* _Action item_
State the count of lines below featuring the word "every", and write nothing further.

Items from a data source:
+++
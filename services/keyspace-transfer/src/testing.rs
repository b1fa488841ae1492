//! In-memory cluster used by the transfer tests.

use async_trait::async_trait;
use futures_util::stream::{self, StreamExt};
use parking_lot::Mutex;
use std::collections::HashMap;
use std::sync::atomic::{AtomicUsize, Ordering};
use std::time::Duration;

use svckit::config::{DatabaseConfig, ReplicationConfig};
use svckit::cql_type::ScalarType;
use svckit::database::{BlankPolicy, DatabaseConnection, RowStream};
use svckit::errors::SyncError;
use svckit::types::{ColumnDescriptor, ColumnValue, KeyspaceMetadata, RowData, TableSchema};

use crate::config::ProgressConfig;
use crate::job::ReplicationJob;

#[derive(Default)]
pub struct MemoryConnection {
    keyspaces: HashMap<String, KeyspaceMetadata>,
    rows: HashMap<String, Vec<RowData>>,
    rejects: Vec<String>,
    executed: Mutex<Vec<String>>,
    write_delay: Option<Duration>,
    in_flight: AtomicUsize,
    peak_in_flight: AtomicUsize,
}

impl MemoryConnection {
    pub fn new() -> Self {
        Self::default()
    }

    pub fn with_keyspace(mut self, name: &str, tables: Vec<TableSchema>) -> Self {
        self.keyspaces.insert(
            name.to_string(),
            KeyspaceMetadata {
                name: name.to_string(),
                tables,
            },
        );
        self
    }

    pub fn with_rows(mut self, table: &str, rows: Vec<RowData>) -> Self {
        self.rows.insert(table.to_string(), rows);
        self
    }

    /// Fail every statement containing `needle`.
    pub fn rejecting(mut self, needle: &str) -> Self {
        self.rejects.push(needle.to_string());
        self
    }

    /// Hold every statement for `delay` before it completes.
    pub fn with_write_delay(mut self, delay: Duration) -> Self {
        self.write_delay = Some(delay);
        self
    }

    /// Most statements that were executing at the same time.
    pub fn peak_in_flight(&self) -> usize {
        self.peak_in_flight.load(Ordering::SeqCst)
    }

    pub fn executed(&self) -> Vec<String> {
        self.executed.lock().clone()
    }

    pub fn inserts(&self) -> Vec<String> {
        self.executed()
            .into_iter()
            .filter(|s| s.starts_with("INSERT"))
            .collect()
    }
}

#[async_trait]
impl DatabaseConnection for MemoryConnection {
    async fn execute(&self, statement: &str) -> Result<(), SyncError> {
        let running = self.in_flight.fetch_add(1, Ordering::SeqCst) + 1;
        self.peak_in_flight.fetch_max(running, Ordering::SeqCst);

        if let Some(delay) = self.write_delay {
            tokio::time::sleep(delay).await;
        }

        let result = if self.rejects.iter().any(|r| statement.contains(r.as_str())) {
            Err(SyncError::DatabaseError(format!("rejected: {}", statement)))
        } else {
            self.executed.lock().push(statement.to_string());
            Ok(())
        };

        self.in_flight.fetch_sub(1, Ordering::SeqCst);
        result
    }

    async fn keyspace_metadata(&self, keyspace: &str) -> Result<KeyspaceMetadata, SyncError> {
        self.keyspaces
            .get(keyspace)
            .cloned()
            .ok_or_else(|| SyncError::ConfigError(format!("Keyspace {} does not exist", keyspace)))
    }

    async fn scan(&self, statement: &str) -> Result<RowStream, SyncError> {
        let table = statement
            .rsplit('.')
            .next()
            .unwrap_or_default()
            .trim_matches('"');
        let rows = self.rows.get(table).cloned().unwrap_or_default();
        Ok(stream::iter(rows.into_iter().map(Ok)).boxed())
    }
}

/// `users (id int PRIMARY KEY, name text)`
pub fn users_table() -> TableSchema {
    TableSchema::new(
        "users",
        vec![
            ColumnDescriptor::partition_key("id", ScalarType::Int.into()),
            ColumnDescriptor::regular("name", ScalarType::Text.into()),
        ],
    )
}

pub fn user_rows(count: i32) -> Vec<RowData> {
    (1..=count)
        .map(|id| {
            RowData::new()
                .with("id", ColumnValue::Int(id))
                .with("name", ColumnValue::Text(format!("user{}", id)))
        })
        .collect()
}

pub fn job(source_keyspace: &str, target_keyspace: &str) -> ReplicationJob {
    ReplicationJob {
        source: DatabaseConfig::default(),
        target: DatabaseConfig::default(),
        source_keyspace: source_keyspace.to_string(),
        target_keyspace: target_keyspace.to_string(),
        table_filter: None,
        skip_create_tables: false,
        skip_row_errors: false,
        skip_rows: 0,
        writer_concurrency: 4,
        blank_policy: BlankPolicy::Lenient,
        replication: ReplicationConfig::default(),
        progress: ProgressConfig::default(),
    }
}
+++
* _Exercise solution_
2